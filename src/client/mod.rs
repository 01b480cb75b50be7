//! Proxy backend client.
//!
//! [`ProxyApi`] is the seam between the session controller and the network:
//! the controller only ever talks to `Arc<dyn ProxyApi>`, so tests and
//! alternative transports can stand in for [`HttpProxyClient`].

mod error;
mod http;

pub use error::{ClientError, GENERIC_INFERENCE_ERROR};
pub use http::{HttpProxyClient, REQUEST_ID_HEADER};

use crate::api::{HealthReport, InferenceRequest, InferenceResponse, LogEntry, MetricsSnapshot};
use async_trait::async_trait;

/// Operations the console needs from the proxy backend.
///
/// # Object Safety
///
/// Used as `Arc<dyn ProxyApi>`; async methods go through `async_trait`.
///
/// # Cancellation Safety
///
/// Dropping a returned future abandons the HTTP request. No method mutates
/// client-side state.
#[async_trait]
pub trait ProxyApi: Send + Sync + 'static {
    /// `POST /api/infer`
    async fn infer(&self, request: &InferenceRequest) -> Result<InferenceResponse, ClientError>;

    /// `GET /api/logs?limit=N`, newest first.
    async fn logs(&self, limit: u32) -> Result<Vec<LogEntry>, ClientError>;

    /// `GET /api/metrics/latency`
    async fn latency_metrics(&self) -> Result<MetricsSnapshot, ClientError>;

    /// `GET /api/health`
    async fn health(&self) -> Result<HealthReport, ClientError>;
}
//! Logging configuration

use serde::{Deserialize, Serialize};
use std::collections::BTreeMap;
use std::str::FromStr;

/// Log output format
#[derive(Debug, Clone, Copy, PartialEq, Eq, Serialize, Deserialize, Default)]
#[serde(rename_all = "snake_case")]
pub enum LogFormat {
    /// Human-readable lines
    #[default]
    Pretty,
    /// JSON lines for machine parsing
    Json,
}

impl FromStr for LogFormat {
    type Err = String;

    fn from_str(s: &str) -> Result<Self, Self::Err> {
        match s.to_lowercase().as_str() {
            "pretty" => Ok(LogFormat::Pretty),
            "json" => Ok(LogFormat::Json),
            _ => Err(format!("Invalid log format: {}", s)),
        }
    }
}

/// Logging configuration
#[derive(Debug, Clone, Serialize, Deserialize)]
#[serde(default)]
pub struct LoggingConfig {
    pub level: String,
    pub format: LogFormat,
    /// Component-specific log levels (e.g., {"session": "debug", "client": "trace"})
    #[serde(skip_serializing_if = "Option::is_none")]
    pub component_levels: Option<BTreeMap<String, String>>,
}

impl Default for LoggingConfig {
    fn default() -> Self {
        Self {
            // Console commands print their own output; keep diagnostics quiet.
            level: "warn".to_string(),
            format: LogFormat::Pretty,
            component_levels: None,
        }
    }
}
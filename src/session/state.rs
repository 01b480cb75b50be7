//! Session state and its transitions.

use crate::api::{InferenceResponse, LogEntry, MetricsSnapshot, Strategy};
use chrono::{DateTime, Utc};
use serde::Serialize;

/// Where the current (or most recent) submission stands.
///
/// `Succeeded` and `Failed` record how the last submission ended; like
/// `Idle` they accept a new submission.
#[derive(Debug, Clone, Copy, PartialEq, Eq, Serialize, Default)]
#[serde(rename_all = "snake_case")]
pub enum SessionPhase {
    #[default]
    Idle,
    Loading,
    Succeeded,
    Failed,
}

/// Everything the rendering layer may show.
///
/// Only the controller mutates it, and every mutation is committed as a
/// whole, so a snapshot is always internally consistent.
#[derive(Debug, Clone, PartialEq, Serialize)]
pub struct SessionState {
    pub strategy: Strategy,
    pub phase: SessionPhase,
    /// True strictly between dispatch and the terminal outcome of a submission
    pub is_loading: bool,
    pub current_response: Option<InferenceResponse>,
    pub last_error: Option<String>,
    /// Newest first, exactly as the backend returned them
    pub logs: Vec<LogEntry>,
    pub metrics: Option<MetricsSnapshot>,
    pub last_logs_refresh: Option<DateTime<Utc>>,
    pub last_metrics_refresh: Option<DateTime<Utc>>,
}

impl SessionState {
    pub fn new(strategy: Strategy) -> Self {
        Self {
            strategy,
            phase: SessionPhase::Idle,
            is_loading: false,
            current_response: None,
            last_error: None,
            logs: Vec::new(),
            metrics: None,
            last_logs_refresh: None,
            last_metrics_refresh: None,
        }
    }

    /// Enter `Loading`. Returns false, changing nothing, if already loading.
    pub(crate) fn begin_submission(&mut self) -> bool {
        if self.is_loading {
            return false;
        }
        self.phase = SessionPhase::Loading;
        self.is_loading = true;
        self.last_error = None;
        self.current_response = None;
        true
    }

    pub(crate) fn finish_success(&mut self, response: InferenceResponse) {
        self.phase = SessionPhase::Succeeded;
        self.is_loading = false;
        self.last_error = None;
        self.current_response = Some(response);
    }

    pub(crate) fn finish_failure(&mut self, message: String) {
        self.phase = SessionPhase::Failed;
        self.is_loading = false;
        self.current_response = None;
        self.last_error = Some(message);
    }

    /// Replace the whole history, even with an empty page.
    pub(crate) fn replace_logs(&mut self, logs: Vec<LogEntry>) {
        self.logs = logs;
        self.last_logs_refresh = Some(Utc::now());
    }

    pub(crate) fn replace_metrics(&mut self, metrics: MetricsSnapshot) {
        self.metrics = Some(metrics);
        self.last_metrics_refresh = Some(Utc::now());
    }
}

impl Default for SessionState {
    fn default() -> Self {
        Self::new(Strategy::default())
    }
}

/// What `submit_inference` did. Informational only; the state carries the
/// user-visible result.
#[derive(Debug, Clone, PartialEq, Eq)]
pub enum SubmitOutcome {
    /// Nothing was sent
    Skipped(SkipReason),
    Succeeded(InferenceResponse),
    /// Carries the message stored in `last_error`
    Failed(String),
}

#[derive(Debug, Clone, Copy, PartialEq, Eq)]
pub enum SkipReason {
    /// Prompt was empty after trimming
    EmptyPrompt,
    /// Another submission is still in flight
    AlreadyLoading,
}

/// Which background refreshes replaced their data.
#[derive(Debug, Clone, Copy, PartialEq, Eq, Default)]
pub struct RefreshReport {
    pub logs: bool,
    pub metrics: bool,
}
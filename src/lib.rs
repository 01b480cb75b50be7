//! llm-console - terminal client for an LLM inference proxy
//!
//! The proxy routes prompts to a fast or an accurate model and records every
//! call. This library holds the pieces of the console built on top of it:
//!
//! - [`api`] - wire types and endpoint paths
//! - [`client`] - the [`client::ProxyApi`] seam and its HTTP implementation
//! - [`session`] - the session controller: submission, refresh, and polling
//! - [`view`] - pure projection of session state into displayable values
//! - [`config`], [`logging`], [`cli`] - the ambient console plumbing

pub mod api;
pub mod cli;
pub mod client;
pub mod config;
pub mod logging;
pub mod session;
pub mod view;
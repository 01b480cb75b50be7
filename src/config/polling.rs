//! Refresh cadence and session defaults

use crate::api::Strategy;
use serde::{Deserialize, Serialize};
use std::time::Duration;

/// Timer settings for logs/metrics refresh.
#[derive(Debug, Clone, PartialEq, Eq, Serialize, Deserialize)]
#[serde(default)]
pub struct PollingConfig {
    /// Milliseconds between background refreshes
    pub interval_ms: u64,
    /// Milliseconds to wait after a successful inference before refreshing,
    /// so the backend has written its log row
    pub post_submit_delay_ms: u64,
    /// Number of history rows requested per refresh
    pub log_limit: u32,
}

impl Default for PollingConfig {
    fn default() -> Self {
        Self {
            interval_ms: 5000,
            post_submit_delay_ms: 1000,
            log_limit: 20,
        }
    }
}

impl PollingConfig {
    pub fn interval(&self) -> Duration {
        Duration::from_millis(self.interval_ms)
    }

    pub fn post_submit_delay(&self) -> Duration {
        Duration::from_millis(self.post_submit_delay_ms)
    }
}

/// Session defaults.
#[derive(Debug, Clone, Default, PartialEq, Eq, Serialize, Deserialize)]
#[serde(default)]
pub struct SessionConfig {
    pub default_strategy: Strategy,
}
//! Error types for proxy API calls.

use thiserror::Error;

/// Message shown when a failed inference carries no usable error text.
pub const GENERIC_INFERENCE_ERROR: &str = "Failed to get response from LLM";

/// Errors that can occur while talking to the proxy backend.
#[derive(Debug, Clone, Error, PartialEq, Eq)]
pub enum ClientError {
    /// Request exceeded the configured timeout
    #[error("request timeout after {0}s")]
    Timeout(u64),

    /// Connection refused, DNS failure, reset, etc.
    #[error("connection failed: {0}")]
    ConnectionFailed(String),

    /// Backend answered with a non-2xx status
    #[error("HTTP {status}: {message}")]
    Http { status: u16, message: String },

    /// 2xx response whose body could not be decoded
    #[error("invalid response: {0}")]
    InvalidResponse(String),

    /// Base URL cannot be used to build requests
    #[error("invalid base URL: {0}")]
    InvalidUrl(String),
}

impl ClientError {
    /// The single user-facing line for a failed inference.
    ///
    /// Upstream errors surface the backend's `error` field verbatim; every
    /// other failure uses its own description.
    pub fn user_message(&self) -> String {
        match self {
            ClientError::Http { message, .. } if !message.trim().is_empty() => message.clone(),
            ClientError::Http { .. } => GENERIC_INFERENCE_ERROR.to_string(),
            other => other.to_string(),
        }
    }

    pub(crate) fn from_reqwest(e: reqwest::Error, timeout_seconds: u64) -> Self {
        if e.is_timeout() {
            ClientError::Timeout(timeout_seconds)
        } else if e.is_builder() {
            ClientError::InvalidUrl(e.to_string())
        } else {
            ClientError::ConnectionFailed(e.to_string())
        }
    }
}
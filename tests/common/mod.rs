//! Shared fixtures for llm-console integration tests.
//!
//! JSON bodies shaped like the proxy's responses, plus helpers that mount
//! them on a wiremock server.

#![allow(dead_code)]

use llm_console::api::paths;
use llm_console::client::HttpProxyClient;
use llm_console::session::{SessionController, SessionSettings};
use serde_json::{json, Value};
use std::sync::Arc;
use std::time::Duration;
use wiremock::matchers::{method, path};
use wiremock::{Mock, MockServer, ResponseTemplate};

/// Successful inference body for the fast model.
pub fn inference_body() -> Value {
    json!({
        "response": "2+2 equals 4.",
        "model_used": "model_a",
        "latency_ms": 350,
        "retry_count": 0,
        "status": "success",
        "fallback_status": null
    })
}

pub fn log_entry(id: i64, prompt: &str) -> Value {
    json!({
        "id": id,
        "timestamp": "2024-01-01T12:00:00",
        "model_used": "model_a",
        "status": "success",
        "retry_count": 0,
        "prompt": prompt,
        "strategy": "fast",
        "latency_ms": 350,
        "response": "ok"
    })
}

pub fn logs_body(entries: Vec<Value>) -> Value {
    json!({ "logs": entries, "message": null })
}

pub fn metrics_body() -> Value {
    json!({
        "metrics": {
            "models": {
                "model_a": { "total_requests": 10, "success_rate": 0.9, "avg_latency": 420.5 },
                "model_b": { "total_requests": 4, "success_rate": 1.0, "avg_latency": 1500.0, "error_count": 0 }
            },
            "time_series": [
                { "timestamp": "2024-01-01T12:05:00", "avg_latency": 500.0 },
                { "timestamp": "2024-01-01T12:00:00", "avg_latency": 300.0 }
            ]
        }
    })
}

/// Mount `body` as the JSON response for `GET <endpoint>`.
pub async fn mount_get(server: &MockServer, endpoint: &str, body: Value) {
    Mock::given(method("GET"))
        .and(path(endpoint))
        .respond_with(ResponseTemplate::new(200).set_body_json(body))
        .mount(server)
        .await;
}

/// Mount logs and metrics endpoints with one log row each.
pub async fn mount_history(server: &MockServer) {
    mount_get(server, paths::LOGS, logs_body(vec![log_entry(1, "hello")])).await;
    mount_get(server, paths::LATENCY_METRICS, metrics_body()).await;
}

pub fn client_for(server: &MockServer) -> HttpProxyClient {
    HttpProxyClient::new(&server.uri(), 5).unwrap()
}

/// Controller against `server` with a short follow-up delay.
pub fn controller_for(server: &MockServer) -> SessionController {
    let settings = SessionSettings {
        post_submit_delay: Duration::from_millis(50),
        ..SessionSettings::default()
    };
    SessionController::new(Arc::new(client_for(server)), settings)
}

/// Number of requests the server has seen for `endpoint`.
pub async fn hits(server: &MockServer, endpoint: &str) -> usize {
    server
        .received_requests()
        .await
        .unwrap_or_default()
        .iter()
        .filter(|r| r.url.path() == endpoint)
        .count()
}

┄┄┄┄┄┄┄┄┄┄┄┄┄┄┄┄┄┄┄┄

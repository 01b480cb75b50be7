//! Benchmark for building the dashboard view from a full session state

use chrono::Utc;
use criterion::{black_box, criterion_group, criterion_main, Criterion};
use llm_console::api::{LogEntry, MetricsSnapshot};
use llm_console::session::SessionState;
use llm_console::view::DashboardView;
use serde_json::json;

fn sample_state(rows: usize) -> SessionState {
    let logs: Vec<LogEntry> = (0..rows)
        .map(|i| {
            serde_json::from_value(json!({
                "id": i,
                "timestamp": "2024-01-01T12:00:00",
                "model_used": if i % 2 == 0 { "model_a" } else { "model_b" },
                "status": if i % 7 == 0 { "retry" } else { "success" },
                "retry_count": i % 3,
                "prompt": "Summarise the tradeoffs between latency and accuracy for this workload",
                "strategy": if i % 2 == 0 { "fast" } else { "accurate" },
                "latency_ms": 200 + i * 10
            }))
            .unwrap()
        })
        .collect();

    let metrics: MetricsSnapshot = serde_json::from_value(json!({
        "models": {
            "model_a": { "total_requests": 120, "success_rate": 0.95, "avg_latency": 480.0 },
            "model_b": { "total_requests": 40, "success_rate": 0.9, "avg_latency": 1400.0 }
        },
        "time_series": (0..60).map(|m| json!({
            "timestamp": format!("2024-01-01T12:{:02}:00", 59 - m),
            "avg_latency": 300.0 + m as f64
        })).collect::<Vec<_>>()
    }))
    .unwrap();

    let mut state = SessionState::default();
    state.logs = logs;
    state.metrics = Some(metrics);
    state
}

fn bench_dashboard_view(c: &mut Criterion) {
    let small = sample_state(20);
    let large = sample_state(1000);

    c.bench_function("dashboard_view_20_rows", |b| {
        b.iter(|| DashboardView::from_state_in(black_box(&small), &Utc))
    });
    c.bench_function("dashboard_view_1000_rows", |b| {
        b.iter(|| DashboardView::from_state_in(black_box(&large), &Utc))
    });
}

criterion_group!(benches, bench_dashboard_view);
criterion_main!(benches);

┄┄┄┄┄┄┄┄┄┄┄┄┄┄┄┄┄┄┄┄

TASK OBJECTIVE
Every line where "fast" appears must be returned from the listing above.

RESPONSE FOR THIS EXERCISE
//! The proxy routes prompts to a fast or an accurate model and records every
/// Successful inference body for the fast model.
        "strategy": "fast",
                "strategy": if i % 2 == 0 { "fast" } else { "accurate" },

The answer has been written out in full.